Stadtrat wählt Dezernent Wurff ab

51 von 67 anwesenden Ratsmitgliedern stimmten gegen den Dezernenten. Der attackierte seine Gegner verbal.

Am 3. März 2010 wurde Andreas Wurff mit 100 Prozent der Stimmen zum neuen Baudezernenten gewählt. Und zwar für acht Jahre. Nach der Hälfte seiner Amtszeit stimmten nur noch 23,9 Prozent der anwesenden Ratsmitglieder dafür, dass Wurff wie geplant Baudezernent bleiben soll. Mehr als drei Viertel des Rates hielten ihn nicht mehr für tragbar. Auch die geheime Abstimmung, die Grüne, Linke, Piraten, „Die Partei“, die AfD und die FWG gemeinsam erwirkten, änderte an dieser erdrückenden Mehrheit nichts mehr.

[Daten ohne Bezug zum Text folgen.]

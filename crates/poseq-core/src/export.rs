//! Sequence export to JSON.

use crate::camera::{camera_to_viewer, to_viewer};
use crate::error::{PipelineError, PipelineResult};
use crate::pipeline::PipelineOutput;
use chrono::Utc;
use poseq_models::{
    CoordinateConvention, Frame, FrameExport, Keypoint, NormalizedPose, Point3, SequenceExport,
    EXPORT_VERSION,
};
use std::io::Write;
use std::path::Path;
use tracing::info;

/// Exporter for pipeline output.
pub struct SequenceExporter;

impl SequenceExporter {
    /// Build the export document in the requested coordinate convention.
    pub fn build(output: &PipelineOutput, convention: CoordinateConvention) -> SequenceExport {
        let sequence = &output.sequence;
        let point = |p: Point3| match convention {
            CoordinateConvention::Detector => p,
            CoordinateConvention::ViewerYUp => to_viewer(p),
        };
        let camera = |c: Point3| match convention {
            CoordinateConvention::Detector => c,
            CoordinateConvention::ViewerYUp => camera_to_viewer(c),
        };

        let mesh_faces = sequence
            .frames()
            .iter()
            .find_map(|f| f.mesh.as_ref())
            .map(|m| m.faces.clone())
            .unwrap_or_default();

        let frames = sequence
            .frames()
            .iter()
            .map(|f| export_frame(f, &mesh_faces, &point, &camera))
            .collect();

        SequenceExport {
            version: EXPORT_VERSION.to_string(),
            run_id: output.run_id.clone(),
            generated_at: Utc::now(),
            convention,
            fps: sequence.fps(),
            frame_count: sequence.len(),
            keypoint_names: sequence.topology().names().to_vec(),
            mesh_faces,
            frames,
            index_map: output.index_map.to_export(),
            diagnostics: output.report.clone(),
        }
    }

    /// Export to pretty JSON.
    pub fn to_json(export: &SequenceExport) -> serde_json::Result<String> {
        serde_json::to_string_pretty(export)
    }

    /// Export to compact JSON (no whitespace).
    pub fn to_json_compact(export: &SequenceExport) -> serde_json::Result<String> {
        serde_json::to_string(export)
    }

    /// Write an export to a file.
    pub fn write_to_file<P: AsRef<Path>>(export: &SequenceExport, path: P) -> PipelineResult<()> {
        let json = Self::to_json(export)?;
        let mut file = std::fs::File::create(path.as_ref())?;
        file.write_all(json.as_bytes())?;

        info!(
            frames = export.frame_count,
            "Wrote pose sequence to {}",
            path.as_ref().display()
        );
        Ok(())
    }

    /// Read a previously written export.
    pub fn read_from_file<P: AsRef<Path>>(path: P) -> PipelineResult<SequenceExport> {
        let path = path.as_ref();
        if !path.exists() {
            return Err(PipelineError::FileNotFound(path.to_path_buf()));
        }
        let json = std::fs::read_to_string(path)?;
        Ok(serde_json::from_str(&json)?)
    }
}

fn export_frame(
    frame: &Frame,
    shared_faces: &[[u32; 3]],
    point: &impl Fn(Point3) -> Point3,
    camera: &impl Fn(Point3) -> Point3,
) -> FrameExport {
    FrameExport {
        index: frame.index,
        timestamp: frame.timestamp,
        status: frame.status,
        keypoints: frame
            .keypoints
            .iter()
            .map(|k| Keypoint::new(point(k.position), k.confidence))
            .collect(),
        mesh_vertices: frame
            .mesh
            .as_ref()
            .map(|m| m.vertices.iter().map(|&v| point(v)).collect()),
        mesh_faces: frame
            .mesh
            .as_ref()
            .filter(|m| m.faces.as_slice() != shared_faces)
            .map(|m| m.faces.clone()),
        camera: frame.camera.map(camera),
        derivation: frame.derivation,
        normalized: frame.normalized.as_ref().map(|n| NormalizedPose {
            reference: n.reference,
            reference_length: n.reference_length,
            positions: n.positions.iter().map(|&p| point(p)).collect(),
        }),
    }
}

Am Ende fehlten CDU, SPD und FDP, die vorab öffentlich erklärt hatten, Wurff abwählen zu wollen, eine einzige Stimme ihrer 52 Ratsmitglieder. Nummer 53 wäre Henning Haupts gewesen, der wegen Krankheit fehlte. 46 hätten zur Abwahl gereicht. Wurff selbst sieht den Grund für diesen beispiellosen Vertrauensverlust offenbar allein in machtpolitischen Erwägungen. In einer persönlichen Erklärung nach der Abstimmung, die ihm Oberbürgermeister Hans Wilhelm Reiners zugestand, sagte Wurff, er sei mit seinem Team erfolgreich gewesen und habe für Transparenz und Integrität gestanden. „Ich habe zur Kenntnis genommen, dass ich und damit meine Gedanken abgewählt worden sind. Ich wünsche diesem Hause weisere Entscheidungen.“ Eine Debatte über den von CDU und SPD gemeinsam gestellten Antrag hatte es nicht gegeben. So nannten weder die Vertreter der Großen Koalition ihre Argumente für die Abwahl, noch verteidigten ihn die wenigen verbliebenen Befürworter. Die Kritik an Wurff war seit langem gleichbleibend laut und aus unterschiedlichen Richtungen vorgetragen worden. Große Investoren, kleine Bauherren, Mitarbeiter des Dezernats und städtischer Töchter sowie Politiker von Parteien unterschiedlicher Couleur klagten über die unstrukturierte und wenig verlässliche Arbeitsweise.

Dem parteilosen Wurff blieben am Ende im Wesentlichen die Grünen, die ihn einst ausgewählt hatten, und die Linken als Unterstützer. Sie organisierten gestern eine kleine Demonstration gegen Wurffs Abwahl vor dem Rathaus in Rheydt und zogen mit Plakaten auf die Zuschauertribüne. Ein Teil der Unterstützer setzte dabei auf Humor. So wurden Filmplakate pro Wurff umgestaltet und ein Spielzeug-Hubschrauber mit einem Mini-Banner steigen gelassen.

Wurff ist durch den Ratsbeschluss mit sofortiger Wirkung abgewählt. Er arbeitet schon heute nicht mehr als Baudezernent. Seine Bezüge bekommt er dennoch weiter: drei Monate lang voll und bis 2018 zu rund 72 Prozent. Wer ihm nachfolgt, steht noch nicht fest. Den Text der Ausschreibung verabschiedete der Rat schon gestern mit breiter Mehrheit. Mehrjährige Berufserfahrung im öffentlichen Dienst und Führungserfahrung muss der oder die Neue mitbringen. Ein ausgewiesener Baufachmann muss er nicht zwingend sein. Das wäre der FDP anders lieber gewesen. „Aber auch wenn es nicht ausdrücklich erwähnt ist, kann der Rat ja einen Bewerber mit baufachlicher Expertise wählen“, sagte Nicole Finger, die Fraktionsvorsitzende der Liberalen. Wie schnell Wurffs Nachfolger anfangen kann, ist noch unklar.